Friedrich Kleine: Für viele Gefangene ist diese Zeit eine seelisch belastende. Zu keiner anderen Zeit ist so deutlich zu spüren, dass man eingesperrt und von Freunden und Angehörigen getrennt ist. Viele Inhaftierte haben ja auch Kinder, mit denen sie nicht zusammen feiern können. Da liegen die Nerven bei einigen Gefangenen ziemlich blank.
Um mit dieser Situation umzugehen, gibt es unterschiedliche Strategien. Einige freuen sich, wenn der geschmückte Weihnachtsbaum auf dem Stationsflur steht und Advent gefeiert wird. Andere lassen diese Zeit, so gut sie eben können, an sich vorbeiziehen und wollen möglichst wenig damit zu tun haben.
Meine Aufgabe ist es, gerade in dieser heiklen Zeit präsent zu sein und jedes Gesprächsanliegen erfüllen zu können. Deshalb bin ich auch zwischen Weihnachten und Silvester immer in den Anstalten verfügbar.

Was ist Ihnen in Ihrer Arbeit wichtig?
Mir ist wichtig, nah bei den Menschen zu sein, jeden einzelnen Inhaftierten anzunehmen und allen gleich wertschätzend und freundlich zu begegnen, unabhängig davon, was wer getan hat. Das ist übrigens die Grundhaltung aller Gefängnisseelsorgerinnen und -seelsorger.
Und für die Ausübung dieser seelsorglichen Tätigkeit ist unsere Schweigepflicht von immenser Bedeutung. Alles, was mit mir oder meinem katholischen Kollegen besprochen wird, unterliegt dem Beichtgeheimnis. Das ist ein hohes Gut und unser Alleinstellungsmerkmal. Alle anderen Mitarbeitenden in den Anstalten sind berichtspflichtig und das wissen die Gefangenen natürlich.
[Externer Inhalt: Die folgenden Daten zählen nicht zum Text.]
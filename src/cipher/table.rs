//! Caesar substitution tables.
//!
//! A table is a permutation of the 52 Latin letters that never crosses case:
//! lowercase letters map to lowercase letters and uppercase to uppercase.

use crate::ALPHABET_LEN;

/// Number of letters covered by a table (26 lowercase + 26 uppercase).
pub const TABLE_SIZE: usize = 2 * ALPHABET_LEN;

/// Reduces any rotation amount into `[0, 26)` using floored modulo.
///
/// `-3` becomes `23`, `49` becomes `23`, `26` becomes `0`.
pub fn normalize_rotation(amount: i64) -> u8 {
    amount.rem_euclid(ALPHABET_LEN as i64) as u8
}

/// Position of a Latin letter in table order: `a..z` = 0..26, `A..Z` = 26..52.
fn slot(c: char) -> Option<usize> {
    match c {
        'a'..='z' => Some(c as usize - 'a' as usize),
        'A'..='Z' => Some(ALPHABET_LEN + c as usize - 'A' as usize),
        _ => None,
    }
}

/// Letter stored at a table slot.
fn letter(slot: usize) -> char {
    if slot < ALPHABET_LEN {
        (b'a' + slot as u8) as char
    } else {
        (b'A' + (slot - ALPHABET_LEN) as u8) as char
    }
}

/// Character-to-character mapping for a Caesar rotation.
///
/// Characters outside the Latin alphabet have no entry and [`get`](Self::get)
/// returns `None` for them.
#[derive(Debug, Clone, Copy, PartialEq, Eq, Hash)]
pub struct SubstitutionTable {
    /// Target letter offset within its case, indexed by source slot.
    targets: [u8; TABLE_SIZE],
}

impl SubstitutionTable {
    /// Builds the table for rotating by `amount` positions.
    ///
    /// The rotated alphabet is the plain alphabet shifted left by
    /// `amount mod 26`, so with a rotation of 3 `a` maps to `d`. When
    /// `reversed` is set the mapping is inverted: the same amount then
    /// produces the table that undoes the forward rotation.
    pub fn new(amount: i64, reversed: bool) -> Self {
        let shift = normalize_rotation(amount) as usize;
        let mut targets = [0u8; TABLE_SIZE];

        for i in 0..ALPHABET_LEN {
            let rotated = (i + shift) % ALPHABET_LEN;
            let (from, to) = if reversed { (rotated, i) } else { (i, rotated) };

            targets[from] = to as u8;
            targets[ALPHABET_LEN + from] = to as u8;
        }

        Self { targets }
    }

    /// Encryption table for `amount`.
    pub fn encrypt(amount: i64) -> Self {
        Self::new(amount, false)
    }

    /// Decryption table for `amount`.
    pub fn decrypt(amount: i64) -> Self {
        Self::new(amount, true)
    }

    /// The identity table.
    pub fn identity() -> Self {
        Self::new(0, false)
    }

    /// Mapped counterpart of `c`, or `None` if `c` is not a Latin letter.
    pub fn get(&self, c: char) -> Option<char> {
        let from = slot(c)?;
        let case_base = from - from % ALPHABET_LEN;
        Some(letter(case_base + self.targets[from] as usize))
    }

    /// Effective forward shift of this table, in `[0, 26)`.
    pub fn shift(&self) -> u8 {
        self.targets[0]
    }

    /// True if every letter maps to itself.
    pub fn is_identity(&self) -> bool {
        self.shift() == 0
    }

    /// Table that undoes this one.
    pub fn inverse(&self) -> Self {
        Self::new(self.shift() as i64, true)
    }

    /// All `(from, to)` pairs, lowercase first.
    pub fn pairs(&self) -> impl Iterator<Item = (char, char)> + '_ {
        (0..TABLE_SIZE).map(move |from| {
            let c = letter(from);
            (c, self.get(c).unwrap_or(c))
        })
    }
}

impl Default for SubstitutionTable {
    fn default() -> Self {
        Self::identity()
    }
}

#[cfg(test)]
mod tests {
    use super::*;

    #[test]
    fn test_normalize_rotation() {
        assert_eq!(normalize_rotation(0), 0);
        assert_eq!(normalize_rotation(3), 3);
        assert_eq!(normalize_rotation(-3), 23);
        assert_eq!(normalize_rotation(26), 0);
        assert_eq!(normalize_rotation(-26), 0);
        assert_eq!(normalize_rotation(49), 23);
        assert_eq!(normalize_rotation(-53), 25);
        assert_eq!(normalize_rotation(i64::MIN), normalize_rotation(i64::MIN % 26));
    }

    #[test]
    fn test_forward_mapping() {
        let table = SubstitutionTable::new(3, false);
        assert_eq!(table.get('a'), Some('d'));
        assert_eq!(table.get('x'), Some('a'));
        assert_eq!(table.get('A'), Some('D'));
        assert_eq!(table.get('Z'), Some('C'));
        assert_eq!(table.shift(), 3);
    }

    #[test]
    fn test_reversed_mapping() {
        let table = SubstitutionTable::new(3, true);
        assert_eq!(table.get('d'), Some('a'));
        assert_eq!(table.get('a'), Some('x'));
        assert_eq!(table.get('C'), Some('Z'));
        assert_eq!(table.shift(), 23);
    }

    #[test]
    fn test_non_letters_absent() {
        let table = SubstitutionTable::new(5, false);
        for c in ['1', ' ', '.', '\n', 'é', 'ß', '_'] {
            assert_eq!(table.get(c), None);
        }
    }

    #[test]
    fn test_identity_rotations() {
        for amount in [0, 26, -26, 52, -520] {
            let table = SubstitutionTable::new(amount, false);
            assert!(table.is_identity());
            assert_eq!(table, SubstitutionTable::identity());
            assert!(table.pairs().all(|(from, to)| from == to));
        }
    }

    #[test]
    fn test_equivalent_rotations() {
        assert_eq!(SubstitutionTable::new(49, false), SubstitutionTable::new(23, false));
        assert_eq!(SubstitutionTable::new(-3, false), SubstitutionTable::new(23, false));
        assert_eq!(SubstitutionTable::new(3, true), SubstitutionTable::new(-3, false));
    }

    #[test]
    fn test_case_preserved_and_bijective() {
        let table = SubstitutionTable::new(11, false);
        let pairs: Vec<_> = table.pairs().collect();
        assert_eq!(pairs.len(), TABLE_SIZE);

        let mut seen = std::collections::HashSet::new();
        for (from, to) in pairs {
            assert_eq!(from.is_ascii_lowercase(), to.is_ascii_lowercase());
            assert!(seen.insert(to), "{} mapped twice", to);
        }
    }

    #[test]
    fn test_inverse() {
        let table = SubstitutionTable::encrypt(7);
        let inverse = table.inverse();
        assert_eq!(inverse, SubstitutionTable::decrypt(7));

        for (from, to) in table.pairs() {
            assert_eq!(inverse.get(to), Some(from));
        }
    }
}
Dadurch können sie mit uns ganz offen reden und es werden uns manchmal Dinge anvertraut, die sonst niemand erfährt.
Erhalten die Inhaftierten zu Weihnachten eigentlich Geschenke?
Leider wurde in der Vergangenheit immer wieder versucht, mit Geschenkpaketen unerlaubte Dinge in die Anstalten zu schmuggeln. Deshalb sind Pakete von Freunden oder Angehörigen verboten.
Aber: Es gibt diese wunderbare Organisation Schwarzes Kreuz, die sich aus christlicher Motivation um Strafgefangene kümmert und zu Weihnachten Pakete, die nach klar definierten Vorgaben gepackt wurden, in Gefängnisse schickt. Die Aktion heißt Weihnachtsfreude im Gefängnis. Von diesen Paketen sind in diesem Jahr wieder 15 bei mir angekommen. Außerdem gibt es den Verein Hilfspunkt in Aumühle, der Tüten mit Schokolade, Kaffee und Tabakwaren inklusive eines kleinen Weihnachtsgrußes zur Verfügung stellt. Das waren in diesem Jahr noch einmal 60 Tüten. Diese Geschenke kann ich an besonders bedürftige Gefangene verteilen. Das löst immer große Freude aus.